Today’s business processes span several departments and can even involve external business partners. In addition to that, the speed of change has increased considerably: Companies have to be able to quickly adapt their business processes to new business requirements. As a result, modeling and design challenges arise. Furthermore, as large business processes typically are implemented on extensive and complex system landscapes, there’s a demand for a modeling environment that allows you to concentrate on the business process without the need to care for the technical implementation level.
The Enterprise Services Repository (ES Repository) provides a modeling and design environment that allows you to design collaborative processes — particularly the integration-relevant aspects, such as mappings of data structures — on an abstract level first. This is independent from the technical level of the system landscape in which you plan to implement the process.
The decoupling of the business level from the technical implementation level provides the flexibility for the solution architect to change a business process according to new business requirements (e.g., adding a new field to a data type) without having to worry about the implications the change might have on the technical implementation level, such as the individual connections between the involved systems.
The ES Repository allows you to design integration content top-down. In this process, you start with a model and then, based on the model, specify the other integration content types, such as service interfaces and mappings. I will introduce the basic concepts that establish the ES Repository as an environment for the top-down design of integration content. SAP NetWeaver PI 7.1 has two new model types available that you can use as a starting point to design integration content: the process integration scenario model and the process components interaction model. The modeling environment is interlinked with editors for other integration content types, such as service interfaces and mappings. To perform the steps I describe, you need SAP NetWeaver PI 7.1 or SAP enhancement package 1 for SAP NetWeaver PI 7.1.
Process Models for Integration
Two new model types — the integration scenario model and the process components interaction model — available in ES Repository describe the integration-relevant aspects of collaborative business processes. The basic element used in these models is the process component. A process component is a part of the value chain of a collaborative business process. If you assume the business process spans different departments of one company, then a process component represents one part of the process that is performed in one department. For example, one process component covers all the steps that are relevant for the processing of sales orders.
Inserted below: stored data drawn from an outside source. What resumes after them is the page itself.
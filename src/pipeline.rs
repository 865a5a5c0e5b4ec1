//! Pipeline orchestrator for executing installation steps.
//!
//! An [`InstallationPipeline`] owns the validated configuration (inside its
//! steps) and the [`ExecutionContext`] the steps share. `run()` executes the
//! steps strictly in order and stops at the first failure; steps that already
//! completed are not rolled back. The context is torn down on every exit path.
//!
//! A pipeline is single-use: once `run()` has been called, further calls are
//! rejected with [`InstallError::AlreadyRun`].

use strum::Display;
use tracing::{error, info};

use crate::admin::ADMIN_USER_ID;
use crate::error::InstallError;
use crate::step::{ExecutionContext, Step};

/// Lifecycle of a pipeline.
#[derive(Debug, Clone, Copy, PartialEq, Eq, Display)]
#[strum(serialize_all = "lowercase")]
pub enum PipelineState {
    /// Built and not yet run.
    Ready,
    /// `run()` is in progress (or a step panicked).
    Running,
    /// Every step completed.
    Completed,
    /// A step failed; the pipeline cannot be resumed.
    Failed,
}

/// Result of a successful installation.
#[derive(Debug, Clone, PartialEq, Eq)]
pub struct InstallOutcome {
    /// Identity of the administrator account that was created.
    pub admin_user_id: u64,
    /// Number of steps that ran.
    pub steps_completed: usize,
}

/// Ordered, single-use sequence of installation steps.
pub struct InstallationPipeline {
    steps: Vec<Box<dyn Step>>,
    context: ExecutionContext,
    state: PipelineState,
}

impl InstallationPipeline {
    /// Creates a pipeline that will run `steps` in the given order.
    pub fn new(steps: Vec<Box<dyn Step>>, context: ExecutionContext) -> Self {
        Self {
            steps,
            context,
            state: PipelineState::Ready,
        }
    }

    pub fn state(&self) -> PipelineState {
        self.state
    }

    /// The context shared by the steps.
    pub fn context(&self) -> &ExecutionContext {
        &self.context
    }

    /// Names of the steps, in execution order.
    pub fn step_names(&self) -> Vec<String> {
        self.steps.iter().map(|s| s.name().into_owned()).collect()
    }

    pub fn len(&self) -> usize {
        self.steps.len()
    }

    pub fn is_empty(&self) -> bool {
        self.steps.is_empty()
    }

    /// Runs every step in order.
    ///
    /// On the first failing step, execution stops and the step's error is
    /// returned wrapped in [`InstallError::StepFailed`]. Later steps never run.
    #[tracing::instrument(skip(self), fields(steps = self.steps.len()))]
    pub fn run(&mut self) -> Result<InstallOutcome, InstallError> {
        if self.state != PipelineState::Ready {
            return Err(InstallError::AlreadyRun { state: self.state });
        }
        self.state = PipelineState::Running;

        info!("starting installation with {} step(s)", self.steps.len());
        let result = self.run_steps();
        self.context.teardown();

        match result {
            Ok(steps_completed) => {
                self.state = PipelineState::Completed;
                info!("installation completed successfully");
                Ok(InstallOutcome {
                    admin_user_id: ADMIN_USER_ID,
                    steps_completed,
                })
            }
            Err(e) => {
                self.state = PipelineState::Failed;
                error!("installation failed: {:#}", e);
                Err(e)
            }
        }
    }

    fn run_steps(&mut self) -> Result<usize, InstallError> {
        let total = self.steps.len();
        for (index, step) in self.steps.iter().enumerate() {
            let name = step.name();
            info!("running step {}/{}: {}", index + 1, total, name);
            step.execute(&mut self.context)
                .map_err(|source| InstallError::StepFailed {
                    step: name.into_owned(),
                    source,
                })?;
        }
        Ok(total)
    }
}

impl std::fmt::Debug for InstallationPipeline {
    fn fmt(&self, f: &mut std::fmt::Formatter<'_>) -> std::fmt::Result {
        f.debug_struct("InstallationPipeline")
            .field("steps", &self.step_names())
            .field("state", &self.state)
            .finish()
    }
}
It may interact with another process component in a different department that covers all steps relevant for invoice processing.
Integration Scenario Model
An integration scenario model shows the process components that are involved in a collaborative process, as well as the connections between them. This model also includes deployment units, which group process components that you need to install together on one system at configuration time. The process components as modeled in an integration scenario model are nothing more than black boxes with no inner structure specified. Basically, an integration scenario shows the bird’s eye view of the integration. Figure 1 shows an integration scenario model with the corresponding element types.

Figure 1
Integration scenario model showing different process components interconnected with each other
The integration scenario model contains five different process components interacting with each other. The process components in blue represent those process components that belong to your company or business. The process component in gray represents a process component of a business partner that is connected by B2B communication with one of your own businesses. You can specify which of your process components run on the same, or different, deployment units.
Two process components running on the same deployment unit can interact directly with each other. This kind of interaction is denoted by a green arrow. The interactions of process components from different deployment units in general are described by service interfaces designed in the ES Repository. These kinds of interaction are typical candidates for the use of SAP NetWeaver PI as integration middleware. In the integration scenario model, these interaction types are denoted by a dark blue arrow.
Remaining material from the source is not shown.